## REQUIRED ACTION
When you reach the line containing "use super::commands::ControlCommand;" in the entries below, begin reproducing lines exactly, and stop once the line containing "pub const DEFAULT_SIDES: u32 = 6;" is done.

## MATERIAL PROVIDED
----------------------------------------
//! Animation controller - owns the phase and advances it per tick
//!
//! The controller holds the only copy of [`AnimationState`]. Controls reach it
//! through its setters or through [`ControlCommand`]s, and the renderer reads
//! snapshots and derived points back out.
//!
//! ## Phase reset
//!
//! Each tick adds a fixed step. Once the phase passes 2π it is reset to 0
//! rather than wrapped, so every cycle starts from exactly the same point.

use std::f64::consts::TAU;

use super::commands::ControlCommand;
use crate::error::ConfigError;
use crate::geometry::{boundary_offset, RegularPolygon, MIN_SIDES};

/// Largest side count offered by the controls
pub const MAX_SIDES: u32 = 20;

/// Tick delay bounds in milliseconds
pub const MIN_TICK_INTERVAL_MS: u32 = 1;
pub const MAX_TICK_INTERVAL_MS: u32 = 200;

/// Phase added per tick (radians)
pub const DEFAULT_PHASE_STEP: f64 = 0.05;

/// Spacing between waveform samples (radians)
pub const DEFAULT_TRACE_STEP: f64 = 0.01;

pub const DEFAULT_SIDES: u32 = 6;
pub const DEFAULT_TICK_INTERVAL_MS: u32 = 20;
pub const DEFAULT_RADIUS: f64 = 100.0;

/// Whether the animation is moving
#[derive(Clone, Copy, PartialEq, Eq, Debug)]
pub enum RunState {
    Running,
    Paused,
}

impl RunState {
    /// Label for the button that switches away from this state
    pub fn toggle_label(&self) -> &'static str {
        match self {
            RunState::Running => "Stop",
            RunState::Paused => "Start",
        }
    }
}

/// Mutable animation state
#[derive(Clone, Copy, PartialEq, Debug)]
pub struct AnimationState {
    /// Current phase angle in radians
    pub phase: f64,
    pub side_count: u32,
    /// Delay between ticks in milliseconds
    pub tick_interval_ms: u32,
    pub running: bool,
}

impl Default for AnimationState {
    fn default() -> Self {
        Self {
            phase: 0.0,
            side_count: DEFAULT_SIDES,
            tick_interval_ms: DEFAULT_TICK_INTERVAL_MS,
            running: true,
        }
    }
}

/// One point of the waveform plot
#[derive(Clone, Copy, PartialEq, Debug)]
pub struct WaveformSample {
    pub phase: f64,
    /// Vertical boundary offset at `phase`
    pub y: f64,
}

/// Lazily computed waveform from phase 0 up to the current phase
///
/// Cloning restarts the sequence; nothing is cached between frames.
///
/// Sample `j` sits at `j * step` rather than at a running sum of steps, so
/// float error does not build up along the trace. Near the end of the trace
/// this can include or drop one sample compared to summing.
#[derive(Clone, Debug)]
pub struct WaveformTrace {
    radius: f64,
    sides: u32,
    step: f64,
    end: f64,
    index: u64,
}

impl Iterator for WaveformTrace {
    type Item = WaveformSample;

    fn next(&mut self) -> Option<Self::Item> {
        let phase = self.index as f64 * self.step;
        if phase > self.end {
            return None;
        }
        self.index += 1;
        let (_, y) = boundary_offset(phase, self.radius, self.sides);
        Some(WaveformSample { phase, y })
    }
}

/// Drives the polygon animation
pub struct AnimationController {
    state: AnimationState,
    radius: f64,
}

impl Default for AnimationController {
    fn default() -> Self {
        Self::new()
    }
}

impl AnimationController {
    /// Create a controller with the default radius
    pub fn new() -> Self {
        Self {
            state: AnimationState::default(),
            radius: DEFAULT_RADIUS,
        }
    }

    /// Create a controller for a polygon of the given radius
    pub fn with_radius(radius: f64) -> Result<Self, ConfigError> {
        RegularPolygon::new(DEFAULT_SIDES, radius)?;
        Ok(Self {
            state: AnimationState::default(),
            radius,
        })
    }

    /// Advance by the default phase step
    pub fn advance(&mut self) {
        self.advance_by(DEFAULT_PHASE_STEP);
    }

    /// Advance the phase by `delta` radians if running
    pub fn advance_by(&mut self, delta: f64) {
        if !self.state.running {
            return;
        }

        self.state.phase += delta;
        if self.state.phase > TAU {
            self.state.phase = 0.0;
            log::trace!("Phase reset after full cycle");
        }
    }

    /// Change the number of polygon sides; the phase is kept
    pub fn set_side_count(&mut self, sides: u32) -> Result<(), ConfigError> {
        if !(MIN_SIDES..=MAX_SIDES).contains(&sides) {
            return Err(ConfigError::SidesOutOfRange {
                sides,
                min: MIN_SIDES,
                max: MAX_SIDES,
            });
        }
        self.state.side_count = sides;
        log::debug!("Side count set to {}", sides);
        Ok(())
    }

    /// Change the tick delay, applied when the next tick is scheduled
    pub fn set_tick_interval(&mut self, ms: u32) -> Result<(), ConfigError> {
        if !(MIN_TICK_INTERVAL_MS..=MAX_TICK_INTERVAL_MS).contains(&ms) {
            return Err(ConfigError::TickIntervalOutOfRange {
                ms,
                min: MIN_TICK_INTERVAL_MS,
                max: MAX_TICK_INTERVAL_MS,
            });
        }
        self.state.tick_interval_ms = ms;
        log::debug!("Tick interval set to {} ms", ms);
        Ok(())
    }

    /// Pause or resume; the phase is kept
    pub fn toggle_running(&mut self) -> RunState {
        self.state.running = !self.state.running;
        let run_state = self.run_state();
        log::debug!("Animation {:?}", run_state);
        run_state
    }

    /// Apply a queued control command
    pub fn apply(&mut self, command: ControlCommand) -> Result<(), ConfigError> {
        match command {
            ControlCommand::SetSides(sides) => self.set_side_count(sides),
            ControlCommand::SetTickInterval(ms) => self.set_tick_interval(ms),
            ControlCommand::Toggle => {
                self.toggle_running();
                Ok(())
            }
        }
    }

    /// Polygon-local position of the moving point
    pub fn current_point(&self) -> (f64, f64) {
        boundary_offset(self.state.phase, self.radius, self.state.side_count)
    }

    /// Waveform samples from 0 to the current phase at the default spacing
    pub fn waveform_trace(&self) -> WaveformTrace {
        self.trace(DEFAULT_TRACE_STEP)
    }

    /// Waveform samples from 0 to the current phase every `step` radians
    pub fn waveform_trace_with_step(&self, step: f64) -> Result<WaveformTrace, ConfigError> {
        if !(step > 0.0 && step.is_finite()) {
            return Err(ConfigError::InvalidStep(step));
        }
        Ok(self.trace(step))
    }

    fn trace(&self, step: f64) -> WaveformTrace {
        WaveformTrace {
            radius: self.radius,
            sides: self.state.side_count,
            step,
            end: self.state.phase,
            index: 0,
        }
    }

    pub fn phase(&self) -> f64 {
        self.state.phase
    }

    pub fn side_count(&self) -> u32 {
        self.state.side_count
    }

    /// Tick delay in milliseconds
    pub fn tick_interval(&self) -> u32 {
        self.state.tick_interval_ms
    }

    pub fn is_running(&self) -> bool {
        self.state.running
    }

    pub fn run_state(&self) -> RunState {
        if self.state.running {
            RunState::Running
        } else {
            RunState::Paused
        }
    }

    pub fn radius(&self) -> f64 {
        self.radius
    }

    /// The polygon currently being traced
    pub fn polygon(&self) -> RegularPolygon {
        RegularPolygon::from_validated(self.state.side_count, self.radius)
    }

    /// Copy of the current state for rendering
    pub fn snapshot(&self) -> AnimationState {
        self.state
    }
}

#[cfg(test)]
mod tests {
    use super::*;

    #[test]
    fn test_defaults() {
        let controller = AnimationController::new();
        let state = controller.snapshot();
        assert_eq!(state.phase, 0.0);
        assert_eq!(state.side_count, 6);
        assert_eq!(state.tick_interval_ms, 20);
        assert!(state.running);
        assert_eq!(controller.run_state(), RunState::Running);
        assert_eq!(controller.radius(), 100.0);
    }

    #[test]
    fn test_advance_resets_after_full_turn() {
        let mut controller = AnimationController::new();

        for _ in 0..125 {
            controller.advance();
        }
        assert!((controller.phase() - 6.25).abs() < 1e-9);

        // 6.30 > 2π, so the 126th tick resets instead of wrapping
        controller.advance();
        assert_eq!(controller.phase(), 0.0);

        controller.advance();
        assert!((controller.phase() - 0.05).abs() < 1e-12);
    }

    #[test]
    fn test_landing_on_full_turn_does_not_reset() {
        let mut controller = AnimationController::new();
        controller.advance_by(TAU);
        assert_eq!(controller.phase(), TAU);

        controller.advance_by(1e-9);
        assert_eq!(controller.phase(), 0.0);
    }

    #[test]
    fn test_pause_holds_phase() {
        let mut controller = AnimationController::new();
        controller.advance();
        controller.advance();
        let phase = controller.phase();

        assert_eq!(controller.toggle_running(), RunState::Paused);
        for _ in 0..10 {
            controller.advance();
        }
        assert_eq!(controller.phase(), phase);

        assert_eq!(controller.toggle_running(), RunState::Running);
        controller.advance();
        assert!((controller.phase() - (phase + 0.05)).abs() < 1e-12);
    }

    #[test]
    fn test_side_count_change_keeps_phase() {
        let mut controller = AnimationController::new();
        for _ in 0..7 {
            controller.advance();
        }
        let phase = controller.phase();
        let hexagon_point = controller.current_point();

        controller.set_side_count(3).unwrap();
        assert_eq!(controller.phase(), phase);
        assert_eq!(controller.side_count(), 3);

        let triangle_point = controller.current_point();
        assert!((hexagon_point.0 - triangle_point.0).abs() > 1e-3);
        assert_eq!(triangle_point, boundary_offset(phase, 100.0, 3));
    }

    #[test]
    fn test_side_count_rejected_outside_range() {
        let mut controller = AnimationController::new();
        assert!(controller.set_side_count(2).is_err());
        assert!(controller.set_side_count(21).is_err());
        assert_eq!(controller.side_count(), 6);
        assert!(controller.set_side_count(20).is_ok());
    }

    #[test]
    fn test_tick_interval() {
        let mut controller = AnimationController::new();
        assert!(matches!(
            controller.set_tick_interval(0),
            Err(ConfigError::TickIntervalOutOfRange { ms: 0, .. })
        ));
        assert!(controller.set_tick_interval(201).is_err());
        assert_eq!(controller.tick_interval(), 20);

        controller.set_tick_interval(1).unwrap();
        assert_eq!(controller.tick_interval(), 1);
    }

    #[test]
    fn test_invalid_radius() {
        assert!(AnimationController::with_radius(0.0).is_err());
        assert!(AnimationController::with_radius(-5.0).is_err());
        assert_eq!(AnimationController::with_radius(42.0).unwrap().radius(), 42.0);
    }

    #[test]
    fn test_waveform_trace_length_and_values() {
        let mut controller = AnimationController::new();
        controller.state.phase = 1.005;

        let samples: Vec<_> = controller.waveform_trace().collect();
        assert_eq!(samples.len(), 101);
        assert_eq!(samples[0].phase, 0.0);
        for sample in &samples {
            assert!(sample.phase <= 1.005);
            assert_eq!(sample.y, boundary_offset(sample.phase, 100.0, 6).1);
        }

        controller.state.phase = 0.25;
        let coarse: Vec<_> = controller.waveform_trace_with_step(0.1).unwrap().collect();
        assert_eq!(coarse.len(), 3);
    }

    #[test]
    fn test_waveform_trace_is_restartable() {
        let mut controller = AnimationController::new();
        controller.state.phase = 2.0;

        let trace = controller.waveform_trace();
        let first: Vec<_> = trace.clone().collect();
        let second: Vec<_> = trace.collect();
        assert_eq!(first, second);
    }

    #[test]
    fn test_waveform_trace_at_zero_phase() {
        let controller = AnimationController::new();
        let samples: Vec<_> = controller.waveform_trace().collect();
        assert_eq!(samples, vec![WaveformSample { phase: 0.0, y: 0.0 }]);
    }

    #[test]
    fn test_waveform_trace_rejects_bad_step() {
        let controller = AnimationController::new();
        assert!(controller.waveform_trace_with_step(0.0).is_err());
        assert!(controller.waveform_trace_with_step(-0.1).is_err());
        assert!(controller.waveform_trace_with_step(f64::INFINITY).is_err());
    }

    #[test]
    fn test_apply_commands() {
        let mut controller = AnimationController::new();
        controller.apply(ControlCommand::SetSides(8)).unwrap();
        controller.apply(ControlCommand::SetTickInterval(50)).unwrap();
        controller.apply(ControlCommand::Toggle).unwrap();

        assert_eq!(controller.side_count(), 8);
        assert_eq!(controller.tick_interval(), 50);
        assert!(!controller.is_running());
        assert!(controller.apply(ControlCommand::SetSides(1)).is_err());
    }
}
----------------------------------------
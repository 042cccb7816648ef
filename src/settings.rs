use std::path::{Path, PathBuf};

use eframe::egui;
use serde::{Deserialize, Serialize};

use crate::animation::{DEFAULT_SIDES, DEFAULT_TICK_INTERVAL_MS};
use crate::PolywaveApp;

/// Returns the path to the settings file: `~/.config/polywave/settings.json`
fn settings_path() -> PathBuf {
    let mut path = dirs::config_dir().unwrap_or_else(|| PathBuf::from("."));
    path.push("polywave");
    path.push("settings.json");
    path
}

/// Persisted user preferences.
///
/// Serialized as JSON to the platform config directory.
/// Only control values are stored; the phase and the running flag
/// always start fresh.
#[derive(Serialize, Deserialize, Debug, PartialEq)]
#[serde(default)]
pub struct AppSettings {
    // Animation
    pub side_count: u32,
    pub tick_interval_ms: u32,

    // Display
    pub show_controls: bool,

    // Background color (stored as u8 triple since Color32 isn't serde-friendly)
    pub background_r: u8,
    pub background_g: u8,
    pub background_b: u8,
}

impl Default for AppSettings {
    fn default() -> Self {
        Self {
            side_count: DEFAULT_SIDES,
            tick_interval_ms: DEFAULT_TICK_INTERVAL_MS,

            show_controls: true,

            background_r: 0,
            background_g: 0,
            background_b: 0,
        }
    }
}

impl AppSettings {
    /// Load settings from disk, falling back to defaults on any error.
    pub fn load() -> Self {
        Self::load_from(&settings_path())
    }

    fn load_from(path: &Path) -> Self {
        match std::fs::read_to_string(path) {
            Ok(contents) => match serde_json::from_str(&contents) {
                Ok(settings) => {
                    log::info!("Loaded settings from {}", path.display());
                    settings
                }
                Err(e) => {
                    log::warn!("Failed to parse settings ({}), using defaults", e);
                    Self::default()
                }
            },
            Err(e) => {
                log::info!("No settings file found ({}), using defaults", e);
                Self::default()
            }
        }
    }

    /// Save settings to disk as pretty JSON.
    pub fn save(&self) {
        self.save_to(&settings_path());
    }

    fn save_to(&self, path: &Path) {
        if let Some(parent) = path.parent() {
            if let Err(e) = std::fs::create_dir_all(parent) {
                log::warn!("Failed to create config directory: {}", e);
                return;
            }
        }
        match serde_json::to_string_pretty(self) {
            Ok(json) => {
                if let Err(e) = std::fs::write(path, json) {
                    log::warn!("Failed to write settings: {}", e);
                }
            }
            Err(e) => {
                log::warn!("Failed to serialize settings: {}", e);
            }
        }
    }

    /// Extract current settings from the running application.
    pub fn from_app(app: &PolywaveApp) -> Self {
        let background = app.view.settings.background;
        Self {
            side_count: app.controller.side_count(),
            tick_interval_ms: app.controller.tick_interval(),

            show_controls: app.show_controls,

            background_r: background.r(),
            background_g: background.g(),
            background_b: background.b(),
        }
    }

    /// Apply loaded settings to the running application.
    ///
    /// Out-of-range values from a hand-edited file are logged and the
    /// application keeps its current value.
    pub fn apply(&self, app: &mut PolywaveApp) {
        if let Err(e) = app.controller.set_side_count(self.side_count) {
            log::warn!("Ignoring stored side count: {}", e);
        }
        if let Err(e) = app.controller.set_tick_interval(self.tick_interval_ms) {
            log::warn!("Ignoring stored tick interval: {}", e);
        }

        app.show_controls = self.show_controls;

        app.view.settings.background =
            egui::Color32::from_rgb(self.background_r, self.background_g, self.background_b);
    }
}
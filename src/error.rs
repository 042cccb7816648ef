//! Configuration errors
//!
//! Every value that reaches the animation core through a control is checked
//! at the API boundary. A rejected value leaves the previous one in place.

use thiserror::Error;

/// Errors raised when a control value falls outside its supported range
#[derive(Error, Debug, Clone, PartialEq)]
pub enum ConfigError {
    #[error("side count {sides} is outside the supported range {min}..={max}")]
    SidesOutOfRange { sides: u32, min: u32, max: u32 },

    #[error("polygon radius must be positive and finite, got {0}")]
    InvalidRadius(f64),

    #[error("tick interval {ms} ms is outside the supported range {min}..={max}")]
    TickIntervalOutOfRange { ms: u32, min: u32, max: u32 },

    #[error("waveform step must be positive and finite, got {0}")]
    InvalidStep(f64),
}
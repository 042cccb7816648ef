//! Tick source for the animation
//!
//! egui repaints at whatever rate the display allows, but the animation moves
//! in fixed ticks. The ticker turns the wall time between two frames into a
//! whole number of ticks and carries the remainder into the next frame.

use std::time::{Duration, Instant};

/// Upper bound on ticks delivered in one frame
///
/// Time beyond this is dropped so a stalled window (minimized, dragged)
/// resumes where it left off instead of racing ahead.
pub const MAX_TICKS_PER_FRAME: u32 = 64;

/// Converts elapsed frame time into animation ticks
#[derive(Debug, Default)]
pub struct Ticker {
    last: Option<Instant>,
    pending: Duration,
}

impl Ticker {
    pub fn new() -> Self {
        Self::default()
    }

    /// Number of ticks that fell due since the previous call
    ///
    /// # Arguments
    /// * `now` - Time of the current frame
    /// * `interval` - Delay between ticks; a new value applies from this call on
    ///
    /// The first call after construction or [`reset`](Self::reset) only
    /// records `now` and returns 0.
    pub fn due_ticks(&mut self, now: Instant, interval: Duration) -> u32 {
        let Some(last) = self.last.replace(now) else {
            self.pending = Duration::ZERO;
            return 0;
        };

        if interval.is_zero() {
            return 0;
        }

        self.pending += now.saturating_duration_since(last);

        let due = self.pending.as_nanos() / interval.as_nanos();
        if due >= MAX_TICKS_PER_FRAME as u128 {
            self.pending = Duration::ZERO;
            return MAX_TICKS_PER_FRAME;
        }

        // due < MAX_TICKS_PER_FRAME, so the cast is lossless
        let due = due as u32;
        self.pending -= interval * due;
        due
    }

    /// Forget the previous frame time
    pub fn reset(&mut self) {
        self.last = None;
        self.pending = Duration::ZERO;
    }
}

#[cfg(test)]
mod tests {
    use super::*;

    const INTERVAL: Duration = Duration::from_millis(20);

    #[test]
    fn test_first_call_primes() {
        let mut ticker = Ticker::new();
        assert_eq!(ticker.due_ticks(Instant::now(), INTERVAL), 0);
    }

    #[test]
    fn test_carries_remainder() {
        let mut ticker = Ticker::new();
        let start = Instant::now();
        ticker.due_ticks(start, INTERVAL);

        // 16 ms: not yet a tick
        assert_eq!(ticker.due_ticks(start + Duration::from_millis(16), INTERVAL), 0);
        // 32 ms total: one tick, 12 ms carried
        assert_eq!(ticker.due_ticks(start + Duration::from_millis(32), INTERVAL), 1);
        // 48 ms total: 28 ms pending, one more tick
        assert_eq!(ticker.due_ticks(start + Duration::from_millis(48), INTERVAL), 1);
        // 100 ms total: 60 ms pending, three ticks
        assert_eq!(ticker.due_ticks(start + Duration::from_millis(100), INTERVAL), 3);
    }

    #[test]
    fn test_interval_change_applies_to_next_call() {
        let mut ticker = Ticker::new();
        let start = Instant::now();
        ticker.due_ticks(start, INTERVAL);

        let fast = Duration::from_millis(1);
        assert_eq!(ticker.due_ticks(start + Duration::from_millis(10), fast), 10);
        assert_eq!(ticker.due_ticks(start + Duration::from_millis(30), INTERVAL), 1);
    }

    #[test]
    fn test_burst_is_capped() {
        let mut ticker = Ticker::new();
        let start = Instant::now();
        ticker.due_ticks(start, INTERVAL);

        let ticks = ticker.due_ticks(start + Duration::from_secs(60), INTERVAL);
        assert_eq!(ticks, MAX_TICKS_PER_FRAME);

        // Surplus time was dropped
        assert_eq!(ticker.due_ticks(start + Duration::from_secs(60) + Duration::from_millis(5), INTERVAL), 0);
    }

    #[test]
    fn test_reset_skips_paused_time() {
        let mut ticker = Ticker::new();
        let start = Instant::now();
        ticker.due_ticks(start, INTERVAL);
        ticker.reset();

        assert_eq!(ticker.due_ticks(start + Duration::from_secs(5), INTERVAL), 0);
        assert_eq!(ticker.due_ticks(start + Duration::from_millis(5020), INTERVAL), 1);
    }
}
----------------------------------------
## SOLUTION TO THIS PROBLEM
use super::commands::ControlCommand;
use crate::error::ConfigError;
use crate::geometry::{boundary_offset, RegularPolygon, MIN_SIDES};

/// Largest side count offered by the controls
pub const MAX_SIDES: u32 = 20;

/// Tick delay bounds in milliseconds
pub const MIN_TICK_INTERVAL_MS: u32 = 1;
pub const MAX_TICK_INTERVAL_MS: u32 = 200;

/// Phase added per tick (radians)
pub const DEFAULT_PHASE_STEP: f64 = 0.05;

/// Spacing between waveform samples (radians)
pub const DEFAULT_TRACE_STEP: f64 = 0.01;

pub const DEFAULT_SIDES: u32 = 6;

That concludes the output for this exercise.